**YOUR GOAL**
Taking each line of the records in turn, count those containing "OutKind" and report only the number.

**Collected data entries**
================

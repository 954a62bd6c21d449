//! The request/response boundary between callers and the engine.
pub mod request;
pub use request::*;

#[cfg(feature = "server")]
pub mod worker;
#[cfg(feature = "server")]
pub use worker::*;
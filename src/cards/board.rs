use super::card::Card;
use super::hand::Hand;
use super::street::Street;

/// The community cards. Always 0, 3, 4, or 5 distinct cards.
#[derive(Debug, Clone, Copy, Hash, PartialEq, Eq)]
pub struct Board(Hand);

impl Board {
    pub fn street(&self) -> Street {
        Street::try_from(self.0.size()).expect("board size checked at construction")
    }
    pub fn size(&self) -> usize {
        self.0.size()
    }
    /// Lays one more card, as the next street would.
    pub fn with(&self, card: Card) -> Self {
        debug_assert!(self.0.size() < 5);
        debug_assert!(!self.0.contains(&card));
        Self(self.0.with(card))
    }
}

impl TryFrom<&[Card]> for Board {
    type Error = String;
    fn try_from(cards: &[Card]) -> Result<Self, Self::Error> {
        let hand = cards.iter().copied().collect::<Hand>();
        if hand.size() != cards.len() {
            return Err("repeated card on board".into());
        }
        Street::try_from(hand.size())?;
        Ok(Self(hand))
    }
}

impl From<Board> for Hand {
    fn from(board: Board) -> Self {
        board.0
    }
}

impl std::fmt::Display for Board {
    fn fmt(&self, f: &mut std::fmt::Formatter) -> std::fmt::Result {
        write!(f, "{}", self.0)
    }
}

#[cfg(test)]
mod tests {
    use super::*;

    fn cards(s: &str) -> Vec<Card> {
        Card::parse(s).unwrap()
    }

    #[test]
    fn street_follows_size() {
        let board = Board::try_from(cards("Qs Js 2d").as_slice()).unwrap();
        assert_eq!(board.street(), Street::Flop);
        let turn = board.with(Card::try_from("3c").unwrap());
        assert_eq!(turn.street(), Street::Turn);
    }

    #[test]
    fn partial_flop_rejected() {
        assert!(Board::try_from(cards("Qs Js").as_slice()).is_err());
    }

    #[test]
    fn repeats_rejected() {
        assert!(Board::try_from(cards("Qs Js Qs").as_slice()).is_err());
    }
}
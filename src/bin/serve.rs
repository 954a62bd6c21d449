//! Equity Server Binary
//!
//! Serves `POST /equity` over HTTP.

use clap::Parser;
use holdem_equity::*;

#[derive(Parser)]
#[command(about = "Serve equity queries over HTTP")]
struct Args {
    #[arg(long, default_value = SERVER_BIND)]
    bind: String,
}

#[tokio::main]
async fn main() -> Result<(), std::io::Error> {
    log();
    server::Server::run(&Args::parse().bind).await
}
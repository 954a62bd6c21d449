use super::outs::Out;

/// The report handed back for one scenario.
///
/// Percentages are on a 0 to 100 scale and, like `ev`, rounded to two
/// decimals. The default value is the all-zero result returned for
/// scenarios that cannot be simulated.
#[derive(Debug, Default, Clone, PartialEq, serde::Serialize)]
#[serde(rename_all = "camelCase")]
pub struct EquityResult {
    pub equity: f64,
    pub ev: f64,
    pub hand_name: String,
    pub pot_odds: f64,
    pub outs: usize,
    pub draw_odds: f64,
    pub outs_list: Vec<Out>,
    pub dirty_outs: usize,
    pub dirty_outs_list: Vec<Out>,
    pub reverse_outs: usize,
    pub reverse_draw_odds: f64,
    pub reverse_outs_list: Vec<Out>,
}
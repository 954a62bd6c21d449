use crate::worker::Request;
use crate::worker::Worker;
use actix_web::HttpResponse;
use actix_web::Responder;
use actix_web::web;

pub async fn equity(req: web::Json<Request>) -> impl Responder {
    match Worker::submit(req.into_inner().bounded()) {
        Err(e) => HttpResponse::BadRequest().json(serde_json::json!({ "error": e.to_string() })),
        Ok(ticket) => match ticket.wait().await {
            Err(e) => HttpResponse::InternalServerError()
                .json(serde_json::json!({ "error": e.to_string() })),
            Ok(result) => HttpResponse::Ok().json(result),
        },
    }
}

pub async fn health() -> impl Responder {
    HttpResponse::Ok().body("ok")
}
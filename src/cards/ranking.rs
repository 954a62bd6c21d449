use super::category::Category;
use super::rank::Rank;

/// A poker hand's value.
///
/// This is the hand's category together with the ranks that define it, and
/// does not include the hand's kicker cards. Variants are declared weakest
/// first so the derived Ord is hand order; kickers break remaining ties.
#[derive(Debug, Clone, Copy, Hash, Eq, PartialEq, PartialOrd, Ord)]
pub enum Ranking {
    HighCard(Rank),        // 4 kickers
    OnePair(Rank),         // 3 kickers
    TwoPair(Rank, Rank),   // 1 kickers
    ThreeOAK(Rank),        // 2 kickers
    Straight(Rank),        // 0 kickers
    Flush(Rank),           // 4 kickers, all from the flush suit
    FullHouse(Rank, Rank), // 0 kickers
    FourOAK(Rank),         // 1 kickers
    StraightFlush(Rank),   // 0 kickers
}

impl Ranking {
    pub fn n_kickers(&self) -> usize {
        match self {
            Ranking::HighCard(_) | Ranking::Flush(_) => 4,
            Ranking::OnePair(_) => 3,
            Ranking::ThreeOAK(_) => 2,
            Ranking::FourOAK(_) | Ranking::TwoPair(_, _) => 1,
            _ => 0,
        }
    }

    /// ranks that may still serve as kickers
    pub fn mask(&self) -> u16 {
        match *self {
            Ranking::TwoPair(hi, lo) => !(u16::from(hi) | u16::from(lo)),
            Ranking::HighCard(hi)
            | Ranking::OnePair(hi)
            | Ranking::FourOAK(hi)
            | Ranking::ThreeOAK(hi)
            | Ranking::Flush(hi) => !(u16::from(hi)),
            Ranking::FullHouse(..) | Ranking::StraightFlush(..) | Ranking::Straight(..) => 0,
        }
    }

    pub fn category(&self) -> Category {
        Category::from(*self)
    }
}

impl std::fmt::Display for Ranking {
    fn fmt(&self, f: &mut std::fmt::Formatter) -> std::fmt::Result {
        match self {
            Ranking::FullHouse(r1, r2) => write!(f, "FullHouse     {}{}", r1, r2),
            Ranking::TwoPair(r1, r2) => write!(f, "TwoPair       {}{}", r1, r2),
            Ranking::HighCard(r) => write!(f, "HighCard      {} ", r),
            Ranking::OnePair(r) => write!(f, "OnePair       {} ", r),
            Ranking::ThreeOAK(r) => write!(f, "ThreeOfAKind  {} ", r),
            Ranking::Straight(r) => write!(f, "Straight      {} ", r),
            Ranking::FourOAK(r) => write!(f, "FourOfAKind   {} ", r),
            Ranking::Flush(r) => write!(f, "Flush         {} ", r),
            Ranking::StraightFlush(r) => write!(f, "StraightFlush {} ", r),
        }
    }
}
use super::evaluate::Evaluate;
use super::evaluate::playable;
use crate::cards::Evaluator;
use crate::cards::Hand;
use crate::cards::Strength;

/// Searches the rank and suit masks of the whole hand at once.
#[derive(Debug, Default, Clone, Copy)]
pub struct Bitwise;

impl Evaluate for Bitwise {
    fn evaluate(&self, hand: Hand) -> Option<Strength> {
        match playable(&hand) {
            true => Evaluator::from(hand).strength(),
            false => None,
        }
    }
}

#[cfg(test)]
mod tests {
    use super::*;
    use crate::cards::Category;

    #[test]
    fn too_few_cards() {
        let hand = Hand::try_from("As Ks Qs Js").unwrap();
        assert_eq!(Bitwise.evaluate(hand), None);
    }

    #[test]
    fn too_many_cards() {
        let hand = Hand::try_from("As Ks Qs Js Ts 9s 8s 7s").unwrap();
        assert_eq!(Bitwise.evaluate(hand), None);
    }

    #[test]
    fn seven_cards() {
        let hand = Hand::try_from("As Ks Qs Js 2d 9c Ts").unwrap();
        let strength = Bitwise.evaluate(hand).unwrap();
        assert_eq!(strength.category(), Category::StraightFlush);
    }
}
use crate::cards::Card;
use crate::cards::Category;

/// How a candidate card changes hero's prospects.
#[derive(Debug, Clone, Copy, PartialEq, Eq)]
pub enum OutKind {
    /// better category and measurably more equity
    Real,
    /// better category, no meaningful equity gain
    Dirty,
    /// no better category, and opponents beat hero noticeably more often
    Reverse,
}

/// One classified card, with the category hero holds once it lands.
#[derive(Debug, Clone, Copy, PartialEq, serde::Serialize)]
pub struct Out {
    pub card: Card,
    pub category: Category,
    /// for reverse outs, the opposing category that most often beat hero
    #[serde(skip_serializing_if = "Option::is_none")]
    pub opponent: Option<Category>,
}

impl Out {
    pub fn new(card: Card, category: Category) -> Self {
        Self {
            card,
            category,
            opponent: None,
        }
    }
    pub fn against(self, opponent: Option<Category>) -> Self {
        Self { opponent, ..self }
    }
}

impl std::fmt::Display for Out {
    fn fmt(&self, f: &mut std::fmt::Formatter) -> std::fmt::Result {
        match self.opponent {
            Some(opponent) => write!(f, "{} ({}, vs {})", self.card, self.category, opponent),
            None => write!(f, "{} ({})", self.card, self.category),
        }
    }
}

/// The three disjoint out lists, each in deck order.
#[derive(Debug, Default, Clone, PartialEq)]
pub struct Outs {
    real: Vec<Out>,
    dirty: Vec<Out>,
    reverse: Vec<Out>,
}

impl Outs {
    pub fn push(&mut self, kind: OutKind, out: Out) {
        match kind {
            OutKind::Real => self.real.push(out),
            OutKind::Dirty => self.dirty.push(out),
            OutKind::Reverse => self.reverse.push(out),
        }
    }
    pub fn real(&self) -> &[Out] {
        &self.real
    }
    pub fn dirty(&self) -> &[Out] {
        &self.dirty
    }
    pub fn reverse(&self) -> &[Out] {
        &self.reverse
    }
    pub fn is_empty(&self) -> bool {
        self.real.is_empty() && self.dirty.is_empty() && self.reverse.is_empty()
    }
}

#[cfg(test)]
mod tests {
    use super::*;

    #[test]
    fn push_routes_by_kind() {
        let ace = Card::try_from("As").unwrap();
        let two = Card::try_from("2d").unwrap();
        let mut outs = Outs::default();
        outs.push(OutKind::Real, Out::new(ace, Category::Flush));
        outs.push(OutKind::Reverse, Out::new(two, Category::OnePair).against(Some(Category::Straight)));
        assert_eq!(outs.real().len(), 1);
        assert_eq!(outs.dirty().len(), 0);
        assert_eq!(outs.reverse()[0].opponent, Some(Category::Straight));
        assert!(!outs.is_empty());
    }

    #[test]
    fn serialized_out_omits_missing_opponent() {
        let out = Out::new(Card::try_from("Th").unwrap(), Category::Straight);
        let json = serde_json::to_string(&out).unwrap();
        assert_eq!(json, r#"{"card":"Th","category":"Straight"}"#);
        let json = serde_json::to_string(&out.against(Some(Category::Flush))).unwrap();
        assert_eq!(json, r#"{"card":"Th","category":"Straight","opponent":"Flush"}"#);
    }
}
use super::category::Category;
use super::kicks::Kickers;
use super::ranking::Ranking;

/// A fully-evaluated hand strength for comparison.
///
/// Combines a [`Ranking`] (hand category and its defining ranks) with
/// [`Kickers`] (tie-breaking cards). Ordering is lexicographic: ranking
/// first, then kickers. Higher is stronger; equal means a split pot.
#[derive(Debug, Clone, Copy, Hash, Eq, PartialEq, PartialOrd, Ord)]
pub struct Strength {
    value: Ranking,
    kicks: Kickers,
}

impl Strength {
    pub fn ranking(&self) -> Ranking {
        self.value
    }
    pub fn kickers(&self) -> Kickers {
        self.kicks
    }
    pub fn category(&self) -> Category {
        self.value.category()
    }
}

impl From<(Ranking, Kickers)> for Strength {
    fn from((value, kicks): (Ranking, Kickers)) -> Self {
        Self { value, kicks }
    }
}

impl std::fmt::Display for Strength {
    fn fmt(&self, f: &mut std::fmt::Formatter) -> std::fmt::Result {
        write!(f, "{:<18}{:>5}", self.value, self.kicks)
    }
}
use super::report::Report;
use crate::Chips;
use crate::equity::Tuning;
use crate::worker::Request;
use clap::Parser;

#[derive(Debug, Parser)]
#[command(
    author,
    version,
    about = "Estimate equity, EV and outs for a hold'em hand",
    long_about = None
)]
pub struct Args {
    #[arg(long, required = true, help = "hero's two cards, e.g. \"As Ks\"")]
    pub hero: String,
    #[arg(long, default_value = "", help = "board cards, e.g. \"Qs Js 2d\"")]
    pub board: String,
    #[arg(long, short = 'n', default_value_t = 1)]
    pub opponents: usize,
    #[arg(long, default_value_t = 0.)]
    pub pot: Chips,
    #[arg(long, default_value_t = 0.)]
    pub bet: Chips,
    #[arg(long, short = 't', default_value_t = crate::DEFAULT_TRIALS)]
    pub trials: usize,
    #[arg(long, help = "fix the random seed for repeatable runs")]
    pub seed: Option<u64>,
    #[arg(long, help = "print the result as JSON")]
    pub json: bool,
    #[arg(long, help = "equity gain a real out must exceed (0 to 1)")]
    pub equity_tolerance: Option<f64>,
    #[arg(long, help = "loss-rate rise a reverse out must exceed (0 to 1)")]
    pub loss_tolerance: Option<f64>,
    #[arg(long, help = "fewest trials per candidate out")]
    pub outs_trial_floor: Option<usize>,
    #[arg(long, help = "share of trials per candidate out")]
    pub outs_trial_fraction: Option<f64>,
}

impl Args {
    pub fn run(&self) -> anyhow::Result<()> {
        let request = Request::from(self);
        log::info!("simulating {} ~ {} over {} trials", self.hero, self.board, self.trials);
        let result = request.evaluate()?;
        match self.json {
            true => println!("{}", serde_json::to_string_pretty(&result)?),
            false => println!("{}", Report::from(&result)),
        }
        Ok(())
    }

    fn tuning(&self) -> Tuning {
        let default = Tuning::default();
        Tuning {
            outs_trial_floor: self.outs_trial_floor.unwrap_or(default.outs_trial_floor),
            outs_trial_fraction: self.outs_trial_fraction.unwrap_or(default.outs_trial_fraction),
            equity_tolerance: self.equity_tolerance.unwrap_or(default.equity_tolerance),
            loss_tolerance: self.loss_tolerance.unwrap_or(default.loss_tolerance),
        }
    }
}

impl From<&Args> for Request {
    fn from(args: &Args) -> Self {
        let split = |s: &str| {
            s.split(|c: char| c.is_whitespace() || c == ',')
                .map(String::from)
                .collect::<Vec<String>>()
        };
        Self {
            hero_cards: split(&args.hero),
            board_cards: split(&args.board),
            num_opponents: args.opponents,
            pot: args.pot,
            our_bet: args.bet,
            iterations: args.trials,
            seed: args.seed,
            tuning: args.tuning(),
        }
    }
}
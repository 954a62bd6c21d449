use super::ranking::Ranking;

/// The nine coarse hand categories, weakest first.
#[derive(Debug, Clone, Copy, Hash, Eq, PartialEq, PartialOrd, Ord)]
pub enum Category {
    HighCard = 0,
    OnePair = 1,
    TwoPair = 2,
    ThreeOAK = 3,
    Straight = 4,
    Flush = 5,
    FullHouse = 6,
    FourOAK = 7,
    StraightFlush = 8,
}

impl Category {
    pub const COUNT: usize = 9;

    pub const fn all() -> [Self; Self::COUNT] {
        [
            Self::HighCard,
            Self::OnePair,
            Self::TwoPair,
            Self::ThreeOAK,
            Self::Straight,
            Self::Flush,
            Self::FullHouse,
            Self::FourOAK,
            Self::StraightFlush,
        ]
    }

    pub const fn label(&self) -> &'static str {
        match self {
            Self::HighCard => "High Card",
            Self::OnePair => "One Pair",
            Self::TwoPair => "Two Pair",
            Self::ThreeOAK => "Three of a Kind",
            Self::Straight => "Straight",
            Self::Flush => "Flush",
            Self::FullHouse => "Full House",
            Self::FourOAK => "Four of a Kind",
            Self::StraightFlush => "Straight Flush",
        }
    }
}

impl From<Ranking> for Category {
    fn from(ranking: Ranking) -> Self {
        match ranking {
            Ranking::HighCard(_) => Self::HighCard,
            Ranking::OnePair(_) => Self::OnePair,
            Ranking::TwoPair(..) => Self::TwoPair,
            Ranking::ThreeOAK(_) => Self::ThreeOAK,
            Ranking::Straight(_) => Self::Straight,
            Ranking::Flush(_) => Self::Flush,
            Ranking::FullHouse(..) => Self::FullHouse,
            Ranking::FourOAK(_) => Self::FourOAK,
            Ranking::StraightFlush(_) => Self::StraightFlush,
        }
    }
}

/// usize isomorphism, for histogram indexing
impl From<Category> for usize {
    fn from(c: Category) -> usize {
        c as usize
    }
}
impl From<usize> for Category {
    fn from(n: usize) -> Self {
        Self::all()[n]
    }
}

impl std::fmt::Display for Category {
    fn fmt(&self, f: &mut std::fmt::Formatter) -> std::fmt::Result {
        write!(f, "{}", self.label())
    }
}

impl serde::Serialize for Category {
    fn serialize<S>(&self, serializer: S) -> Result<S::Ok, S::Error>
    where
        S: serde::Serializer,
    {
        serializer.serialize_str(self.label())
    }
}

#[cfg(test)]
mod tests {
    use super::*;

    #[test]
    fn bijective_usize() {
        for category in Category::all() {
            assert_eq!(category, Category::from(usize::from(category)));
        }
    }

    #[test]
    fn serializes_label() {
        let json = serde_json::to_string(&Category::FullHouse).unwrap();
        assert_eq!(json, "\"Full House\"");
    }
}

================

**COMPLETED TASK**
7